Ein Entscheidungsrahmen: Wann Build alternativlos ist

Individuelle Entwicklung ist kein Selbstzweck. Sie ist die vernünftige Antwort, wenn eines oder mehrere der folgenden Kriterien erfüllt sind:

  • Jurisdiktion und Souveränität:
  • On-Premise-Pflicht, Betrieb in Ihrem Rechenzentrum oder an der Edge
  • Ausschluss ausländischer Jurisdiktionen und Fremdbetrieb
  • Vollständige Kontrolle über Datenflüsse, Telemetrie und Logs
  • Harte nichtfunktionale Anforderungen:
  • Harte Latenzgrenzen und deterministische Reaktionszeiten
  • Offline- oder Disconnected-Betrieb als Norm
  • Reproduzierbares Verhalten (z.

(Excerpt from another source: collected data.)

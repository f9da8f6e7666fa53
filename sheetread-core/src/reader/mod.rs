//! Excel/ODS reader using calamine

use crate::error::Result;
use calamine::{Data, Range, Reader, SheetType, Sheets, open_workbook_auto_from_rs};
use chrono::{NaiveDate, NaiveDateTime};
use std::io::Cursor;
use std::path::Path;
use tracing::debug;

pub mod workbook;

pub use workbook::{Cell, CellValue, Sheet, Workbook};

/// Read a workbook from a file path
pub fn read_workbook<P: AsRef<Path>>(path: P) -> Result<Workbook> {
    let payload = std::fs::read(path.as_ref())?;
    read_workbook_from_bytes(&payload)
}

/// Read a workbook from raw container bytes (xlsx, xlsm, xlsb, xls, ods).
///
/// Any failure to open the container or one of its worksheets fails the
/// whole read.
pub fn read_workbook_from_bytes(payload: &[u8]) -> Result<Workbook> {
    let mut excel: Sheets<_> = open_workbook_auto_from_rs(Cursor::new(payload))?;

    // Chart, dialog and macro sheets hold no cell grid
    let names: Vec<String> = excel
        .sheets_metadata()
        .iter()
        .filter(|meta| meta.typ == SheetType::WorkSheet)
        .map(|meta| meta.name.clone())
        .collect();

    let mut sheets = Vec::with_capacity(names.len());
    for name in names {
        let range = excel.worksheet_range(&name)?;
        let sheet = parse_sheet(&name, &range);
        debug!(
            sheet = %sheet.name,
            rows = sheet.max_row,
            columns = sheet.max_column,
            "parsed worksheet"
        );
        sheets.push(sheet);
    }

    Ok(Workbook { sheets })
}

fn parse_sheet(name: &str, range: &Range<Data>) -> Sheet {
    let mut sheet = Sheet::new(name);

    let (Some(start), Some(end)) = (range.start(), range.end()) else {
        return sheet;
    };

    for (rel_row, rel_col, data) in range.used_cells() {
        let value = parse_cell_value(data);
        if value.is_empty() {
            continue;
        }
        // calamine positions are 0-based and relative to the range start
        let row = start.0 + rel_row as u32 + 1;
        let col = start.1 + rel_col as u32 + 1;
        sheet.set(row, col, value);
    }

    sheet.max_row = end.0 + 1;
    sheet.max_column = end.1 + 1;
    sheet
}

fn parse_cell_value(data: &Data) -> CellValue {
    match data {
        Data::Int(i) => CellValue::Number(*i as f64),
        Data::Float(f) => CellValue::Number(*f),
        Data::String(s) => CellValue::Text(s.clone()),
        Data::Bool(b) => CellValue::Boolean(*b),
        // Error values read back as their display text ("#N/A")
        Data::Error(e) => CellValue::Text(e.to_string()),
        Data::Empty => CellValue::Empty,
        Data::DateTime(dt) => {
            if dt.is_duration() {
                CellValue::Number(dt.as_f64())
            } else {
                match dt.as_datetime() {
                    Some(value) => CellValue::DateTime(value),
                    None => CellValue::Error(format!("invalid date serial {}", dt.as_f64())),
                }
            }
        }
        Data::DateTimeIso(s) => parse_iso_datetime(s)
            .map(CellValue::DateTime)
            .unwrap_or_else(|| CellValue::Text(s.clone())),
        Data::DurationIso(s) => CellValue::Text(s.clone()),
    }
}

fn parse_iso_datetime(s: &str) -> Option<NaiveDateTime> {
    let raw = s.trim_end_matches('Z');
    NaiveDateTime::parse_from_str(raw, "%Y-%m-%dT%H:%M:%S%.f")
        .ok()
        .or_else(|| {
            NaiveDate::parse_from_str(raw, "%Y-%m-%d")
                .ok()
                .and_then(|d| d.and_hms_opt(0, 0, 0))
        })
}
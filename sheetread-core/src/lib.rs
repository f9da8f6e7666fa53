//! sheetread-core: Excel/ODS worksheet extraction
//!
//! This library reads spreadsheet containers and turns every worksheet into
//! an ordered list of records, keyed either by column label or by the names
//! found in a header row.

pub mod config;
pub mod error;
pub mod normalize;
pub mod plugin;
pub mod reader;
pub mod reference;
pub mod value;

use reader::Workbook;
use std::path::Path;
use tracing::debug;

pub use config::ReaderConfig;
pub use error::{CellError, ReadError, Result};
pub use normalize::{HeaderAlignment, HeaderSpec, Record, SheetRecords};
pub use plugin::{HostContext, ReadOptions, ReaderPlugin};
pub use value::Value;

/// Reader plugin turning spreadsheet payloads into worksheet records
#[derive(Debug, Clone)]
pub struct ExcelReader {
    name: String,
    config: ReaderConfig,
}

impl ExcelReader {
    /// Create a reader with default configuration
    pub fn new() -> Self {
        Self::activate(HostContext::default())
    }

    /// Create a reader with custom configuration
    pub fn with_config(config: ReaderConfig) -> Self {
        Self::activate(HostContext::new(config))
    }

    /// Initialize the plugin from the context the host provides
    pub fn activate(context: HostContext) -> Self {
        debug!(plugin = %context.plugin_name, "activating reader");
        Self {
            name: context.plugin_name,
            config: context.config,
        }
    }

    /// Header in effect for a worksheet: call options -> sheet -> global
    pub fn header_for(&self, sheet_name: &str, options: &ReadOptions) -> Option<HeaderSpec> {
        let row = options
            .header_row
            .or_else(|| self.config.header_row_for(sheet_name))?;
        let alignment = options
            .header_alignment
            .unwrap_or(self.config.global.header_alignment);
        HeaderSpec::new(row, alignment)
    }

    /// Read a spreadsheet file and return its worksheet records
    pub fn read_file<P: AsRef<Path>>(
        &self,
        path: P,
        options: &ReadOptions,
    ) -> Result<SheetRecords> {
        let workbook = reader::read_workbook(path)?;
        Ok(self.normalize(&workbook, options))
    }

    fn normalize(&self, workbook: &Workbook, options: &ReadOptions) -> SheetRecords {
        let records =
            normalize::normalize_workbook(workbook, |sheet| self.header_for(sheet, options));
        debug!(
            sheets = workbook.sheets.len(),
            with_records = records.len(),
            "read workbook"
        );
        records
    }
}

impl ReaderPlugin for ExcelReader {
    fn name(&self) -> &str {
        &self.name
    }

    fn read(&self, payload: &[u8], options: &ReadOptions) -> Result<SheetRecords> {
        let workbook = reader::read_workbook_from_bytes(payload)?;
        Ok(self.normalize(&workbook, options))
    }
}

impl Default for ExcelReader {
    fn default() -> Self {
        Self::new()
    }
}
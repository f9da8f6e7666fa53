use anyhow::{Context, Result};
use clap::{Parser, ValueEnum};
use rayon::prelude::*;
use sheetread_core::{ExcelReader, HeaderAlignment, ReadOptions, ReaderConfig};
use std::path::PathBuf;

mod formatter;
mod logging;

use formatter::FileOutcome;

#[derive(Parser)]
#[command(name = "sheetread")]
#[command(about = "Extract worksheet rows from Excel/ODS files as records", long_about = None)]
#[command(version)]
struct Cli {
    /// Paths to the Excel/ODS files to read
    #[arg(value_name = "FILE", required = true)]
    files: Vec<PathBuf>,

    /// Row holding column names (1-based); 0 reads without a header
    #[arg(long, value_name = "ROW")]
    header_row: Option<u32>,

    /// How header names line up with data columns
    #[arg(long, value_enum)]
    alignment: Option<Alignment>,

    /// Path to configuration file (TOML)
    #[arg(short, long, value_name = "CONFIG")]
    config: Option<PathBuf>,

    /// Output format
    #[arg(short, long, value_enum, default_value = "json")]
    format: OutputFormat,

    /// Pretty-print JSON output
    #[arg(long)]
    pretty: bool,

    /// Log skipped cells and per-sheet details to stderr
    #[arg(short, long)]
    verbose: bool,
}

#[derive(Clone, Copy, ValueEnum)]
enum Alignment {
    /// Header scan skips the last column and drops empty header cells
    Compat,
    /// Header names stay aligned with their columns
    Positional,
}

impl From<Alignment> for HeaderAlignment {
    fn from(value: Alignment) -> Self {
        match value {
            Alignment::Compat => HeaderAlignment::Compat,
            Alignment::Positional => HeaderAlignment::Positional,
        }
    }
}

#[derive(Clone, ValueEnum)]
enum OutputFormat {
    /// JSON output for pipelines
    Json,
    /// Human-readable colored output
    Human,
}

fn main() -> Result<()> {
    let cli = Cli::parse();
    logging::init_logging(cli.verbose)?;

    // Load configuration
    let config = if let Some(config_path) = &cli.config {
        ReaderConfig::from_file(config_path)
            .with_context(|| format!("Failed to load config from {}", config_path.display()))?
    } else {
        // Try to load default config from current directory if it exists
        let default_config_path = PathBuf::from("sheetread.toml");
        if default_config_path.exists() {
            ReaderConfig::from_file(&default_config_path).with_context(|| {
                format!(
                    "Failed to load config from {}",
                    default_config_path.display()
                )
            })?
        } else {
            ReaderConfig::default()
        }
    };

    config.validate().context("Invalid configuration")?;

    let options = ReadOptions {
        header_row: cli.header_row,
        header_alignment: cli.alignment.map(HeaderAlignment::from),
    };
    let reader = ExcelReader::with_config(config);
    tracing::debug!(files = cli.files.len(), "reading files");

    // Files are independent reads; results keep argument order
    let outcomes: Vec<FileOutcome> = cli
        .files
        .par_iter()
        .map(|path| FileOutcome {
            path: path.clone(),
            result: reader.read_file(path, &options),
        })
        .collect();

    match cli.format {
        OutputFormat::Json => formatter::print_json(&outcomes, cli.pretty)?,
        OutputFormat::Human => formatter::print_human(&outcomes),
    }

    let exit_code = if outcomes.iter().any(|o| o.result.is_err()) {
        1
    } else {
        0
    };

    std::process::exit(exit_code);
}
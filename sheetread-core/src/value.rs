//! Record values handed to downstream consumers

use crate::error::CellError;
use crate::reader::Cell;
use crate::reader::CellValue;
use crate::reference::CellReference;
use chrono::NaiveDateTime;
use serde::{Serialize, Serializer};
use std::fmt;

const DATETIME_FORMAT: &str = "%Y-%m-%dT%H:%M:%S";

/// A single record value. Serializes untagged: `null`, a string, a number
/// (integral numbers without a fractional part), a bool, or an ISO-8601
/// datetime string.
#[derive(Debug, Clone, PartialEq, Serialize)]
#[serde(untagged)]
pub enum Value {
    Null,
    String(String),
    Number(#[serde(serialize_with = "serialize_number")] f64),
    Boolean(bool),
    DateTime(#[serde(serialize_with = "serialize_datetime")] NaiveDateTime),
}

impl Value {
    pub fn is_null(&self) -> bool {
        matches!(self, Value::Null)
    }

    /// Extract the record value of a cell. Undecodable cells fail extraction.
    pub fn from_cell(cell: &Cell) -> Result<Value, CellError> {
        match &cell.value {
            CellValue::Empty => Ok(Value::Null),
            CellValue::Text(s) => Ok(Value::String(s.clone())),
            CellValue::Number(n) => Ok(Value::Number(*n)),
            CellValue::Boolean(b) => Ok(Value::Boolean(*b)),
            CellValue::DateTime(dt) => Ok(Value::DateTime(*dt)),
            CellValue::Error(e) => Err(CellError::Undecodable {
                cell: CellReference::new(cell.row, cell.col),
                value: e.clone(),
            }),
        }
    }
}

impl fmt::Display for Value {
    fn fmt(&self, f: &mut fmt::Formatter<'_>) -> fmt::Result {
        match self {
            Value::Null => write!(f, "null"),
            Value::String(s) => write!(f, "{}", s),
            Value::Number(n) => match as_integer(*n) {
                Some(i) => write!(f, "{}", i),
                None => write!(f, "{}", n),
            },
            Value::Boolean(b) => write!(f, "{}", b),
            Value::DateTime(dt) => write!(f, "{}", dt.format(DATETIME_FORMAT)),
        }
    }
}

/// Spreadsheets store every number as a float; whole values read back as
/// integers.
fn as_integer(n: f64) -> Option<i64> {
    if n.is_finite() && n.fract() == 0.0 && n.abs() < 9.0e15 {
        Some(n as i64)
    } else {
        None
    }
}

fn serialize_number<S: Serializer>(n: &f64, serializer: S) -> Result<S::Ok, S::Error> {
    match as_integer(*n) {
        Some(i) => serializer.serialize_i64(i),
        None => serializer.serialize_f64(*n),
    }
}

fn serialize_datetime<S: Serializer>(
    dt: &NaiveDateTime,
    serializer: S,
) -> Result<S::Ok, S::Error> {
    serializer.collect_str(&dt.format(DATETIME_FORMAT))
}
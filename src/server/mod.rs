// src/server/mod.rs

use crate::config::Config;
use crate::core::cluster;
use crate::core::replication;
use crate::core::state::ServerState;
use anyhow::Result;
use std::sync::Arc;
use tokio::net::TcpListener;
use tokio::sync::broadcast;
use tracing::info;

pub mod http;
mod metrics_server;
pub mod routing;

/// The main broker startup function: initializes state, binds the public
/// and inter-node listeners, and serves until shutdown.
pub async fn run(config: Config) -> Result<()> {
    let host = config.host.clone();
    let api_port = config.api_port();
    let rpc_port = config.cluster.rpc_port;

    let state = ServerState::initialize(config).await?;
    let http_listener = TcpListener::bind((host.as_str(), api_port)).await?;
    let rpc_listener = TcpListener::bind((host.as_str(), rpc_port)).await?;
    serve(state, http_listener, rpc_listener).await
}

/// Serves on pre-bound listeners. Split from `run` so embedders and tests
/// can pick their own ports.
pub async fn serve(
    state: Arc<ServerState>,
    http_listener: TcpListener,
    rpc_listener: TcpListener,
) -> Result<()> {
    log_startup_info(&state);
    let (shutdown_tx, _) = broadcast::channel(1);

    // Background tasks: the RPC endpoint, the metrics exporter, and the
    // best-effort catalog sync.
    tokio::spawn(replication::server::run(
        state.clone(),
        rpc_listener,
        shutdown_tx.subscribe(),
    ));
    if state.config.metrics.enabled {
        tokio::spawn(metrics_server::run(state.clone(), shutdown_tx.subscribe()));
    }
    tokio::spawn(cluster::sync::run(state.clone()));

    let app = http::router(state.clone());
    info!("CitrineMQ API listening on {}", http_listener.local_addr()?);
    axum::serve(http_listener, app)
        .with_graceful_shutdown(shutdown_signal(shutdown_tx))
        .await?;
    Ok(())
}

fn log_startup_info(state: &Arc<ServerState>) {
    let cluster = &state.config.cluster;
    if cluster.partitioning_enabled {
        info!(
            "Node {} starting in PARTITIONED mode: {} node(s), replication factor {}.",
            cluster.self_host,
            state.partitions.node_count(),
            cluster.replication_factor,
        );
    } else {
        info!(
            "Node {} starting in BROADCAST mode: every mutation replicates to all {} peer(s).",
            cluster.self_host,
            cluster.nodes.len(),
        );
    }
}

async fn shutdown_signal(shutdown_tx: broadcast::Sender<()>) {
    let _ = tokio::signal::ctrl_c().await;
    info!("Shutdown signal received.");
    let _ = shutdown_tx.send(());
}
// src/core/storage/mod.rs

//! The durable local store: users, topics, queues, and their messages,
//! backed by SQLite.
//!
//! Every operation opens its own connection and runs as a single transaction
//! on the blocking thread pool. Queue consumption uses an IMMEDIATE
//! transaction so the select-and-delete is atomic under concurrent callers.

use crate::core::CitrineError;
use chrono::Utc;
use rusqlite::{Connection, OptionalExtension, TransactionBehavior, params};
use serde::{Deserialize, Serialize};
use std::path::PathBuf;
use std::sync::Arc;
use std::time::Duration;

const SCHEMA: &str = "
CREATE TABLE IF NOT EXISTS users (
    username   TEXT PRIMARY KEY,
    password   TEXT NOT NULL,
    created_at TEXT NOT NULL
);
CREATE TABLE IF NOT EXISTS topics (
    name  TEXT PRIMARY KEY,
    owner TEXT NOT NULL
);
CREATE TABLE IF NOT EXISTS topic_messages (
    id         INTEGER PRIMARY KEY AUTOINCREMENT,
    topic_name TEXT NOT NULL REFERENCES topics(name) ON DELETE CASCADE,
    sender     TEXT NOT NULL,
    content    TEXT NOT NULL,
    timestamp  TEXT NOT NULL
);
CREATE INDEX IF NOT EXISTS idx_topic_messages_topic ON topic_messages(topic_name, id);
CREATE TABLE IF NOT EXISTS queues (
    name  TEXT PRIMARY KEY,
    owner TEXT NOT NULL
);
CREATE TABLE IF NOT EXISTS queue_messages (
    id         INTEGER PRIMARY KEY AUTOINCREMENT,
    queue_name TEXT NOT NULL REFERENCES queues(name) ON DELETE CASCADE,
    sender     TEXT NOT NULL,
    content    TEXT NOT NULL,
    timestamp  TEXT NOT NULL
);
CREATE INDEX IF NOT EXISTS idx_queue_messages_queue ON queue_messages(queue_name, id);
";

/// A message as stored and as returned to clients. The row id stays internal;
/// it only orders the log.
#[derive(Debug, Clone, PartialEq, Eq, Serialize, Deserialize)]
pub struct StoredMessage {
    pub sender: String,
    pub content: String,
    pub timestamp: String,
}

/// A registered principal.
#[derive(Debug, Clone, Serialize, Deserialize)]
pub struct UserRecord {
    pub username: String,
    pub password_hash: String,
    pub created_at: String,
}

/// Handle to the node's SQLite database. Cheap to clone; each operation
/// opens its own connection.
#[derive(Debug, Clone)]
pub struct Store {
    path: Arc<PathBuf>,
}

impl Store {
    /// Opens the store and creates the schema if needed.
    pub async fn open(path: impl Into<PathBuf>) -> Result<Self, CitrineError> {
        let store = Self {
            path: Arc::new(path.into()),
        };
        store
            .with_conn(|conn| {
                conn.execute_batch(SCHEMA)?;
                Ok(())
            })
            .await?;
        Ok(store)
    }

    fn connect(&self) -> Result<Connection, CitrineError> {
        let conn = Connection::open(self.path.as_ref())?;
        conn.busy_timeout(Duration::from_secs(5))?;
        // WAL keeps readers from blocking each other; the pragma returns the
        // resulting mode as a row, so it must go through query_row.
        let _mode: String = conn.query_row("PRAGMA journal_mode=WAL", [], |row| row.get(0))?;
        conn.execute_batch("PRAGMA foreign_keys=ON;")?;
        Ok(conn)
    }

    async fn with_conn<T, F>(&self, f: F) -> Result<T, CitrineError>
    where
        T: Send + 'static,
        F: FnOnce(&mut Connection) -> Result<T, CitrineError> + Send + 'static,
    {
        let store = self.clone();
        tokio::task::spawn_blocking(move || {
            let mut conn = store.connect()?;
            f(&mut conn)
        })
        .await
        .map_err(|e| CitrineError::Internal(format!("store task failed: {e}")))?
    }

    // --- Users ---

    pub async fn create_user(
        &self,
        username: &str,
        password_hash: &str,
    ) -> Result<(), CitrineError> {
        let (username, password_hash) = (username.to_string(), password_hash.to_string());
        self.with_conn(move |conn| {
            let tx = conn.transaction()?;
            if row_exists(&tx, "SELECT 1 FROM users WHERE username = ?1", &username)? {
                return Err(CitrineError::AlreadyExists("user", username));
            }
            tx.execute(
                "INSERT INTO users (username, password, created_at) VALUES (?1, ?2, ?3)",
                params![username, password_hash, now()],
            )?;
            tx.commit()?;
            Ok(())
        })
        .await
    }

    pub async fn get_user(&self, username: &str) -> Result<Option<UserRecord>, CitrineError> {
        let username = username.to_string();
        self.with_conn(move |conn| {
            let user = conn
                .query_row(
                    "SELECT username, password, created_at FROM users WHERE username = ?1",
                    [&username],
                    |row| {
                        Ok(UserRecord {
                            username: row.get(0)?,
                            password_hash: row.get(1)?,
                            created_at: row.get(2)?,
                        })
                    },
                )
                .optional()?;
            Ok(user)
        })
        .await
    }

    pub async fn list_users(&self) -> Result<Vec<String>, CitrineError> {
        self.with_conn(|conn| {
            collect_names(conn, "SELECT username FROM users ORDER BY username")
        })
        .await
    }

    // --- Topics ---

    pub async fn create_topic(&self, name: &str, owner: &str) -> Result<(), CitrineError> {
        let (name, owner) = (name.to_string(), owner.to_string());
        self.with_conn(move |conn| {
            let tx = conn.transaction()?;
            if row_exists(&tx, "SELECT 1 FROM topics WHERE name = ?1", &name)? {
                return Err(CitrineError::AlreadyExists("topic", name));
            }
            tx.execute(
                "INSERT INTO topics (name, owner) VALUES (?1, ?2)",
                params![name, owner],
            )?;
            tx.commit()?;
            Ok(())
        })
        .await
    }

    /// Deletes a topic and its log. Missing is not an error.
    pub async fn delete_topic(&self, name: &str) -> Result<(), CitrineError> {
        let name = name.to_string();
        self.with_conn(move |conn| {
            let tx = conn.transaction()?;
            tx.execute("DELETE FROM topic_messages WHERE topic_name = ?1", [&name])?;
            tx.execute("DELETE FROM topics WHERE name = ?1", [&name])?;
            tx.commit()?;
            Ok(())
        })
        .await
    }

    pub async fn topic_owner(&self, name: &str) -> Result<Option<String>, CitrineError> {
        let name = name.to_string();
        self.with_conn(move |conn| {
            let owner = conn
                .query_row("SELECT owner FROM topics WHERE name = ?1", [&name], |row| {
                    row.get(0)
                })
                .optional()?;
            Ok(owner)
        })
        .await
    }

    pub async fn list_topics(&self) -> Result<Vec<String>, CitrineError> {
        self.with_conn(|conn| collect_names(conn, "SELECT name FROM topics ORDER BY name"))
            .await
    }

    pub async fn append_topic_message(
        &self,
        name: &str,
        sender: &str,
        content: &str,
    ) -> Result<(), CitrineError> {
        let (name, sender, content) = (name.to_string(), sender.to_string(), content.to_string());
        self.with_conn(move |conn| {
            let tx = conn.transaction()?;
            if !row_exists(&tx, "SELECT 1 FROM topics WHERE name = ?1", &name)? {
                return Err(CitrineError::NotFound("topic", name));
            }
            tx.execute(
                "INSERT INTO topic_messages (topic_name, sender, content, timestamp) \
                 VALUES (?1, ?2, ?3, ?4)",
                params![name, sender, content, now()],
            )?;
            tx.commit()?;
            Ok(())
        })
        .await
    }

    /// The full log, oldest first.
    pub async fn read_topic_messages(
        &self,
        name: &str,
    ) -> Result<Vec<StoredMessage>, CitrineError> {
        let name = name.to_string();
        self.with_conn(move |conn| {
            if !row_exists(conn, "SELECT 1 FROM topics WHERE name = ?1", &name)? {
                return Err(CitrineError::NotFound("topic", name));
            }
            collect_messages(
                conn,
                "SELECT sender, content, timestamp FROM topic_messages \
                 WHERE topic_name = ?1 ORDER BY id ASC",
                &name,
            )
        })
        .await
    }

    // --- Queues ---

    pub async fn create_queue(&self, name: &str, owner: &str) -> Result<(), CitrineError> {
        let (name, owner) = (name.to_string(), owner.to_string());
        self.with_conn(move |conn| {
            let tx = conn.transaction()?;
            if row_exists(&tx, "SELECT 1 FROM queues WHERE name = ?1", &name)? {
                return Err(CitrineError::AlreadyExists("queue", name));
            }
            tx.execute(
                "INSERT INTO queues (name, owner) VALUES (?1, ?2)",
                params![name, owner],
            )?;
            tx.commit()?;
            Ok(())
        })
        .await
    }

    pub async fn delete_queue(&self, name: &str) -> Result<(), CitrineError> {
        let name = name.to_string();
        self.with_conn(move |conn| {
            let tx = conn.transaction()?;
            tx.execute("DELETE FROM queue_messages WHERE queue_name = ?1", [&name])?;
            tx.execute("DELETE FROM queues WHERE name = ?1", [&name])?;
            tx.commit()?;
            Ok(())
        })
        .await
    }

    pub async fn queue_owner(&self, name: &str) -> Result<Option<String>, CitrineError> {
        let name = name.to_string();
        self.with_conn(move |conn| {
            let owner = conn
                .query_row("SELECT owner FROM queues WHERE name = ?1", [&name], |row| {
                    row.get(0)
                })
                .optional()?;
            Ok(owner)
        })
        .await
    }

    pub async fn list_queues(&self) -> Result<Vec<String>, CitrineError> {
        self.with_conn(|conn| collect_names(conn, "SELECT name FROM queues ORDER BY name"))
            .await
    }

    pub async fn enqueue(
        &self,
        name: &str,
        sender: &str,
        content: &str,
    ) -> Result<(), CitrineError> {
        let (name, sender, content) = (name.to_string(), sender.to_string(), content.to_string());
        self.with_conn(move |conn| {
            let tx = conn.transaction()?;
            if !row_exists(&tx, "SELECT 1 FROM queues WHERE name = ?1", &name)? {
                return Err(CitrineError::NotFound("queue", name));
            }
            tx.execute(
                "INSERT INTO queue_messages (queue_name, sender, content, timestamp) \
                 VALUES (?1, ?2, ?3, ?4)",
                params![name, sender, content, now()],
            )?;
            tx.commit()?;
            Ok(())
        })
        .await
    }

    /// Atomically pops the oldest message: select-and-delete under one
    /// IMMEDIATE transaction, so concurrent callers observe distinct
    /// messages or `None`.
    pub async fn pop_queue(&self, name: &str) -> Result<Option<StoredMessage>, CitrineError> {
        let name = name.to_string();
        self.with_conn(move |conn| {
            let tx = conn.transaction_with_behavior(TransactionBehavior::Immediate)?;
            if !row_exists(&tx, "SELECT 1 FROM queues WHERE name = ?1", &name)? {
                return Err(CitrineError::NotFound("queue", name));
            }
            let head = tx
                .query_row(
                    "SELECT id, sender, content, timestamp FROM queue_messages \
                     WHERE queue_name = ?1 ORDER BY id ASC LIMIT 1",
                    [&name],
                    |row| {
                        Ok((
                            row.get::<_, i64>(0)?,
                            StoredMessage {
                                sender: row.get(1)?,
                                content: row.get(2)?,
                                timestamp: row.get(3)?,
                            },
                        ))
                    },
                )
                .optional()?;
            match head {
                None => {
                    tx.commit()?;
                    Ok(None)
                }
                Some((id, message)) => {
                    tx.execute("DELETE FROM queue_messages WHERE id = ?1", [id])?;
                    tx.commit()?;
                    Ok(Some(message))
                }
            }
        })
        .await
    }

    /// The queued messages, oldest first, without consuming them. Used to
    /// inspect warm-standby replicas.
    pub async fn read_queue_messages(
        &self,
        name: &str,
    ) -> Result<Vec<StoredMessage>, CitrineError> {
        let name = name.to_string();
        self.with_conn(move |conn| {
            if !row_exists(conn, "SELECT 1 FROM queues WHERE name = ?1", &name)? {
                return Err(CitrineError::NotFound("queue", name));
            }
            collect_messages(
                conn,
                "SELECT sender, content, timestamp FROM queue_messages \
                 WHERE queue_name = ?1 ORDER BY id ASC",
                &name,
            )
        })
        .await
    }
}

fn now() -> String {
    Utc::now().to_rfc3339()
}

fn row_exists(conn: &Connection, sql: &str, key: &str) -> Result<bool, CitrineError> {
    let found = conn
        .query_row(sql, [key], |_| Ok(()))
        .optional()?
        .is_some();
    Ok(found)
}

fn collect_names(conn: &Connection, sql: &str) -> Result<Vec<String>, CitrineError> {
    let mut stmt = conn.prepare(sql)?;
    let rows = stmt.query_map([], |row| row.get::<_, String>(0))?;
    let mut names = Vec::new();
    for row in rows {
        names.push(row?);
    }
    Ok(names)
}

fn collect_messages(
    conn: &Connection,
    sql: &str,
    key: &str,
) -> Result<Vec<StoredMessage>, CitrineError> {
    let mut stmt = conn.prepare(sql)?;
    let rows = stmt.query_map([key], |row| {
        Ok(StoredMessage {
            sender: row.get(0)?,
            content: row.get(1)?,
            timestamp: row.get(2)?,
        })
    })?;
    let mut messages = Vec::new();
    for row in rows {
        messages.push(row?);
    }
    Ok(messages)
}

B. in sicherheitsnahen Assistenzsystemen)
  • Regulatorik und Zertifizierbarkeit:
  • Nachvollziehbare Toolchain (Build, Test, Freigabe)
  • Lückenlose Traceability und Änderungsmanagement
  • Abgesicherte Lieferkette (SBOM, signierte Artefakte, Reproduzierbarkeit)
  • Domänenspezifische Integration:
  • Feldnahe Protokolle und Sensorik
  • Enge MES/ERP-Kopplung unter ACID- oder Echtzeitauflagen
  • Edge-zu-Zentral-Topologien mit intermittierender Konnektivität
  • KI-Governance als Pflicht:
  • Modelle dürfen das Firmengelände nicht verlassen
  • On-Prem-Training, -Evaluierung und -Inferenz
  • Auditierbare Prompt- und Tool-Nutzung bei LLM-Agenten

Architekturmuster für souveräne, maßgeschneiderte Systeme

Was bedeutet “Build” konkret? Nicht Microservices um der Microservices willen, sondern eine Architektur, die Ihre Zwänge abbildet. Bewährte Muster:

  • Edge- und On-Prem-first:
  • Trennen Sie Kontroll- und Datenebene. Der Control-Plane-Stack (Orchestrierung, Konfiguration, Secrets) läuft unter Ihrer PKI. Datenpfade sind minimal und explizit.
  • Air-gapped Betriebsmodi ermöglichen Builds und Deployments ohne Internetzugang. Artefakte werden signiert und über geprüfte Stufen migriert.
  • Sicherheitsfundament:
  • Zero-Trust-Netzwerke, mTLS, interne Root-CA
  • Hardware-gebundene Identitäten (TPM/SE) und Remote Attestation für Edge-Geräte
  • Least Privilege als Default – auch für interne Dienste
  • Richtige Granularität:
  • Für sicherheitsnahe Kerne ist ein modularer Monolith oft die bessere Wahl: weniger verteilte Komplexität, einfacher zu validieren, klare Laufzeitprofile.
  • Periphere Funktionen (Berichte, Synchronisation, Analytik) als entkoppelte Services, bevorzugt ereignisgetrieben. So bleibt das Sicherheitskritische überschaubar.